* [EXERCISE AIM]
Say how many lines in the records include the string "attached", adding no other words.

(DATASET ENTRIES Opens)

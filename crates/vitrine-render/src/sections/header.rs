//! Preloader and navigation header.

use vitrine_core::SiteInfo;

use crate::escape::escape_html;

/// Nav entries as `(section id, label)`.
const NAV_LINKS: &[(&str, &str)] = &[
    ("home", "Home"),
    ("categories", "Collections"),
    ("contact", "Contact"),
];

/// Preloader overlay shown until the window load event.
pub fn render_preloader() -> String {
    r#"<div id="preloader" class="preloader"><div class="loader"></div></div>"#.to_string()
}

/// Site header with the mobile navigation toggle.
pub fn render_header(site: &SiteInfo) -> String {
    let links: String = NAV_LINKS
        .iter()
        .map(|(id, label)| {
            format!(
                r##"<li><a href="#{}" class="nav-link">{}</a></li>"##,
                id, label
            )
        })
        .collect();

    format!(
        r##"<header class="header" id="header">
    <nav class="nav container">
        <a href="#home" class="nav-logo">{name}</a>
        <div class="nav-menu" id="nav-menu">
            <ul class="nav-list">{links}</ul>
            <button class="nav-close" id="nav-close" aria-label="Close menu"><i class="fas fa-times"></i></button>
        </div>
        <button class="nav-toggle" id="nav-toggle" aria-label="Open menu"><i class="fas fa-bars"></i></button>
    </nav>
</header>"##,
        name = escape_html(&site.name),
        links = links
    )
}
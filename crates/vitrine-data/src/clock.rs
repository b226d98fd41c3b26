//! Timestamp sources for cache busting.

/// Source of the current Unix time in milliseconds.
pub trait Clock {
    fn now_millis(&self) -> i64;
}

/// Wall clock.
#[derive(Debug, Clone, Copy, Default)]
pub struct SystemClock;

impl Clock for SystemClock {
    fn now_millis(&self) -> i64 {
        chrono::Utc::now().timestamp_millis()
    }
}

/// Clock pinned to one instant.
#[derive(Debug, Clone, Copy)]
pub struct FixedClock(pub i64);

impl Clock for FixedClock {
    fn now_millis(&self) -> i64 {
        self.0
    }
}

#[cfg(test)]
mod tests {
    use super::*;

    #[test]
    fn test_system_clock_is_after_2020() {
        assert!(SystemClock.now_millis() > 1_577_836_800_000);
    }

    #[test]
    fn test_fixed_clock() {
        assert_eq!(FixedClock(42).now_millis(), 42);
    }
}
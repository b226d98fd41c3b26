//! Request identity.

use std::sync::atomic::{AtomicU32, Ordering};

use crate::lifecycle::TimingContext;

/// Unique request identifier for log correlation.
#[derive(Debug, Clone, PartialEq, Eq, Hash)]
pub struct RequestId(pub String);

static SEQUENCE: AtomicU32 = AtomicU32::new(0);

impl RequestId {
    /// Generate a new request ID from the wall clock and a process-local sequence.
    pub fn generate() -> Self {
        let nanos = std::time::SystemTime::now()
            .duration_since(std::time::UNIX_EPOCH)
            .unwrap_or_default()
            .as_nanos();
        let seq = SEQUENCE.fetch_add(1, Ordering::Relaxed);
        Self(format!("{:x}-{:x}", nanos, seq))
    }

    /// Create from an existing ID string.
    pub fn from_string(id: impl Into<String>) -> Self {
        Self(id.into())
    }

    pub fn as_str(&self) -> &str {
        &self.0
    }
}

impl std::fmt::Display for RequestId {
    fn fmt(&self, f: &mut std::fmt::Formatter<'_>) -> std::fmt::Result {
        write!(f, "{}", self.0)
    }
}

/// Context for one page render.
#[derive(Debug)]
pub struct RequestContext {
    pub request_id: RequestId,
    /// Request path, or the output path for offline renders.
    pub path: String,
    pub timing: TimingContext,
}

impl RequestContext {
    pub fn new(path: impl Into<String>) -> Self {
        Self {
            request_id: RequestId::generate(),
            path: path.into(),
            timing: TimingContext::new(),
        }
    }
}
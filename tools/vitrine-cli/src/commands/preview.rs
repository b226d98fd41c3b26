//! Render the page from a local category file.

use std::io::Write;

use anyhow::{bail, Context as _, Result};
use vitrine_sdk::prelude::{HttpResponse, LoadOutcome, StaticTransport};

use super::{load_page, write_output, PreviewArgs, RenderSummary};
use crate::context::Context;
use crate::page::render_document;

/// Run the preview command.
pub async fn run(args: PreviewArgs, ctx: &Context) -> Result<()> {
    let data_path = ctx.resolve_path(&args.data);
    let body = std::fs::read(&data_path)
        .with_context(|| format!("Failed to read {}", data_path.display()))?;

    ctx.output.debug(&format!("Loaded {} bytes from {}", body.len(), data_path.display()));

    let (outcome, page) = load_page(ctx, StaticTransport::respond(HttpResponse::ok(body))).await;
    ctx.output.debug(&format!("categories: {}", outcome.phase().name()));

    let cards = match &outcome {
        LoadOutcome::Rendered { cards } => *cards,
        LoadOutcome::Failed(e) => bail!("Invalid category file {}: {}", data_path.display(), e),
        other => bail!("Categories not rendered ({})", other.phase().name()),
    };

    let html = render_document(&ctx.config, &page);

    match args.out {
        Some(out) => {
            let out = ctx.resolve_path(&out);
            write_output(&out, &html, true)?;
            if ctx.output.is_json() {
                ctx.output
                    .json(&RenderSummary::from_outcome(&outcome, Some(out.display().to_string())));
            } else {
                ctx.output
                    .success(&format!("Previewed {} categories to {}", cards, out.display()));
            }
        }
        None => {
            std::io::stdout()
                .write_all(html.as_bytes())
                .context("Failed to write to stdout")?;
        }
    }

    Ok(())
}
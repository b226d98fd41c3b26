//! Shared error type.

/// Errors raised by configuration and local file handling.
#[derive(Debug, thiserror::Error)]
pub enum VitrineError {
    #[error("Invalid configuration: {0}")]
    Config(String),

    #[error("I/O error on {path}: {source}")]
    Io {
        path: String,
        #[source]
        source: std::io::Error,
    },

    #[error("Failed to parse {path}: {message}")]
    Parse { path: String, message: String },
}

(DATASET ENTRIES Closes)
(DATASET ENTRIES Opens)

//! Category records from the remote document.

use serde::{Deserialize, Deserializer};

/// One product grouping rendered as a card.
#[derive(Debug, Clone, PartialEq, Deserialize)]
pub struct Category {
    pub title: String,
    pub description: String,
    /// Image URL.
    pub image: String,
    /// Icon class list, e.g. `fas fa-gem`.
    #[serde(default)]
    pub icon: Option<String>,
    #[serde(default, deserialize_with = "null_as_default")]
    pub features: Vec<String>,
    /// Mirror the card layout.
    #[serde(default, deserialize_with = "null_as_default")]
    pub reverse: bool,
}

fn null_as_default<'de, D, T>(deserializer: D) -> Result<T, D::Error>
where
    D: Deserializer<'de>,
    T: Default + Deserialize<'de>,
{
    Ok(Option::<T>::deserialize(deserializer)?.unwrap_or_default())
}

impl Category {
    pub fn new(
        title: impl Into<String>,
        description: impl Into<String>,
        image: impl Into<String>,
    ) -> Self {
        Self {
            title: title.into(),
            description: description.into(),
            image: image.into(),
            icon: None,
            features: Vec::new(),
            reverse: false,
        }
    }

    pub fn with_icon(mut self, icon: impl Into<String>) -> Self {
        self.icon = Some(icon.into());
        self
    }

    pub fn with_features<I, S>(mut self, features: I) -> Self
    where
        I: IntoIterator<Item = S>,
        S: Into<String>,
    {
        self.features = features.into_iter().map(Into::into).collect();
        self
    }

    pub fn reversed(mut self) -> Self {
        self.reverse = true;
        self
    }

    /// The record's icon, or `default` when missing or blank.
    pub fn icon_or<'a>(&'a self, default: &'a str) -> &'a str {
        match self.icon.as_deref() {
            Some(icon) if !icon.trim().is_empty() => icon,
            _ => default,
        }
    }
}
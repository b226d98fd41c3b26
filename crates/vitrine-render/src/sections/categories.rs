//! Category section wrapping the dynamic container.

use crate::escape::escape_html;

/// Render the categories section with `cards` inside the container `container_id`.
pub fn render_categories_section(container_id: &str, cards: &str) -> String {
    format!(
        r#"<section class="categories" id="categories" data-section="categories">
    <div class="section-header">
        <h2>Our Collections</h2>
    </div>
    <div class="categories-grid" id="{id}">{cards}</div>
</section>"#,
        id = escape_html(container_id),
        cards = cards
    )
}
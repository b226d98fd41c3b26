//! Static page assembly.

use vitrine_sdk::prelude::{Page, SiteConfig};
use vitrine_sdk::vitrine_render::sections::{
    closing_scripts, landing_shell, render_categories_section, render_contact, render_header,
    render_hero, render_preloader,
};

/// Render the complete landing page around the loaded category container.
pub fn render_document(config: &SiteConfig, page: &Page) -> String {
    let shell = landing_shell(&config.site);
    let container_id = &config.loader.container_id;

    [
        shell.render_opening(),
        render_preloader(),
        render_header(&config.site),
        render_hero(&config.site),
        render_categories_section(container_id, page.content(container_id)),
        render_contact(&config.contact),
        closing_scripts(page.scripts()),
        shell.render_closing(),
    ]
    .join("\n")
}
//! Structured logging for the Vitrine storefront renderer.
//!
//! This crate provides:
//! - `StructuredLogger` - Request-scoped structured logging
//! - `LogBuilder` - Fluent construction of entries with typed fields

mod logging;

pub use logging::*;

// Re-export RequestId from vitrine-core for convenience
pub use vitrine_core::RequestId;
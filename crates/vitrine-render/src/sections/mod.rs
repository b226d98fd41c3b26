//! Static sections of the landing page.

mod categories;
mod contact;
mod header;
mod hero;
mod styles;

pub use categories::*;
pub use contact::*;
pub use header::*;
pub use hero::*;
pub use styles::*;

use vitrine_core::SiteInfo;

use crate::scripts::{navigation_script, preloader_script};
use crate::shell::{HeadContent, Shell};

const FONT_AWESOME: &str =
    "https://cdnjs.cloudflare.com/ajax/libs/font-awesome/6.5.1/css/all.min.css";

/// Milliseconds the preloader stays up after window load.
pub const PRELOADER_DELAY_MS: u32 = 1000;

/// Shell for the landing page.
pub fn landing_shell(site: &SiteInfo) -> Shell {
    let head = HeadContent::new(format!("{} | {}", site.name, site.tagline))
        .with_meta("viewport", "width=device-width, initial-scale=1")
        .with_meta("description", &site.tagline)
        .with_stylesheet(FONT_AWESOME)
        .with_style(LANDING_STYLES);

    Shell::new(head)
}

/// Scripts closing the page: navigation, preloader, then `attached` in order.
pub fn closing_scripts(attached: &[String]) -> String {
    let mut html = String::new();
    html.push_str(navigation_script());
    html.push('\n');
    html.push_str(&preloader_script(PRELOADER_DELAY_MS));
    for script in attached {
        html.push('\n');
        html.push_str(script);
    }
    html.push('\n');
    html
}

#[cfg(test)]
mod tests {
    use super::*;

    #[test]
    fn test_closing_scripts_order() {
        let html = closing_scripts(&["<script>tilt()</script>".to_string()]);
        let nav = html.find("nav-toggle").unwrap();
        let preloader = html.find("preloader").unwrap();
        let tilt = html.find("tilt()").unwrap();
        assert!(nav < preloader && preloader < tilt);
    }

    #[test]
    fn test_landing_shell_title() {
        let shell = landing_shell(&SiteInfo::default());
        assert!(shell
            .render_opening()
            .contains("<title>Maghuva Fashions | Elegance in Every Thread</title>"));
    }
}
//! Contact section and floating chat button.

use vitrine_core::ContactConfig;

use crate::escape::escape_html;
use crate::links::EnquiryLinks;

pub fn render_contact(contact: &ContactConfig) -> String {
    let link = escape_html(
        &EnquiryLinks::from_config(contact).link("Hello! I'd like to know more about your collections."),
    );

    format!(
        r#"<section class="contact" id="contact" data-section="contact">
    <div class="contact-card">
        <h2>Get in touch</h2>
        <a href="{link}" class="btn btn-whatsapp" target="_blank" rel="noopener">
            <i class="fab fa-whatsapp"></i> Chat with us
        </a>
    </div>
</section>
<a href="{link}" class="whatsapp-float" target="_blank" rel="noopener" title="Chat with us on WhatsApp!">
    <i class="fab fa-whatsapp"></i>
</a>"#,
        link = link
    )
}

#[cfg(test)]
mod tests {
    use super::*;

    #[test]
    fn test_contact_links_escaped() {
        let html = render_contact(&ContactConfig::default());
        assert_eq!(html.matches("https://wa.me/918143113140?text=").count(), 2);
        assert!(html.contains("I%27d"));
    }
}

(DATASET ENTRIES Closes)
(DATASET ENTRIES Opens)

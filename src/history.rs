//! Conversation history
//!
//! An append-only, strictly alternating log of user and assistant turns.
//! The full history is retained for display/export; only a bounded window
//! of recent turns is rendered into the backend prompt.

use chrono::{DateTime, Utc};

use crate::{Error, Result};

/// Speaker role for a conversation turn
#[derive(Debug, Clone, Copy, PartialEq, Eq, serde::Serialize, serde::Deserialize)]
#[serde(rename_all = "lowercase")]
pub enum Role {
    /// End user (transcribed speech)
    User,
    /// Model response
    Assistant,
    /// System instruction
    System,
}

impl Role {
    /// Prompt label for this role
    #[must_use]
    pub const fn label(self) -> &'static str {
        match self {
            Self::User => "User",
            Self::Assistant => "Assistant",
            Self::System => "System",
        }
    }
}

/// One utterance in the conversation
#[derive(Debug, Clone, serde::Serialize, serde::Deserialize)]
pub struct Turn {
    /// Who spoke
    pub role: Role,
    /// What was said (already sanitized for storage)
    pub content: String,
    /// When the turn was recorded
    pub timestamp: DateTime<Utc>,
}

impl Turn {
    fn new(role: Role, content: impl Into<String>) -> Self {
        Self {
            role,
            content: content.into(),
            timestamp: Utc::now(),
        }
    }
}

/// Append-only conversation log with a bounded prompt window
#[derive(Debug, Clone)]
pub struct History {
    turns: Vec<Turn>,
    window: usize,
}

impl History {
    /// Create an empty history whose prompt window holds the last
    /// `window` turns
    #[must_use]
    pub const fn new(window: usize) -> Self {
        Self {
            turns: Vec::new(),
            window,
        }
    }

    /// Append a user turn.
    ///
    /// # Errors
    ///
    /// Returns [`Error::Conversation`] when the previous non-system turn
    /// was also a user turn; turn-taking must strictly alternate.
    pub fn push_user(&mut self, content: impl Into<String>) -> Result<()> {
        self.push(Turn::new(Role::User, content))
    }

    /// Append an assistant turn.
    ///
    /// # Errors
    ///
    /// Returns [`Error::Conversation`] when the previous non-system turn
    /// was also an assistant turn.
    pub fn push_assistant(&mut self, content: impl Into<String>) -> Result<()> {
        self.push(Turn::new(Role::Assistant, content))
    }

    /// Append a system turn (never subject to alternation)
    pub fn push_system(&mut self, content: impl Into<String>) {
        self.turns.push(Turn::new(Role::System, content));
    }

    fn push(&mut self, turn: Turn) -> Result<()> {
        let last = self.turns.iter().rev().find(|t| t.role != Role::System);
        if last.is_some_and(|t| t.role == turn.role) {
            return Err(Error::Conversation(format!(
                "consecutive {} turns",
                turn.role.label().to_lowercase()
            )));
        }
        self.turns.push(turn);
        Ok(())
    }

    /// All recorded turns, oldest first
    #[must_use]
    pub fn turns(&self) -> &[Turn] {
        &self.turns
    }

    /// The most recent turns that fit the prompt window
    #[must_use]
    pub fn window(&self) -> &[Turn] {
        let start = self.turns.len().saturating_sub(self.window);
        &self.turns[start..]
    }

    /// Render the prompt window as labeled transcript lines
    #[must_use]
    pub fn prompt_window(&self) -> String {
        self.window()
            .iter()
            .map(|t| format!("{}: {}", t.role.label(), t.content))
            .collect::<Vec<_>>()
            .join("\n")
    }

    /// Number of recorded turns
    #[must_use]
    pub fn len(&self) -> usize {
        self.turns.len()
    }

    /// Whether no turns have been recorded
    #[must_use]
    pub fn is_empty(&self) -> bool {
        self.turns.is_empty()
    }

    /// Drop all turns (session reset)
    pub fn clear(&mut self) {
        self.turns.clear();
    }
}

(DATASET ENTRIES Closes)

* [ANSWER TO THIS EXERCISE]
3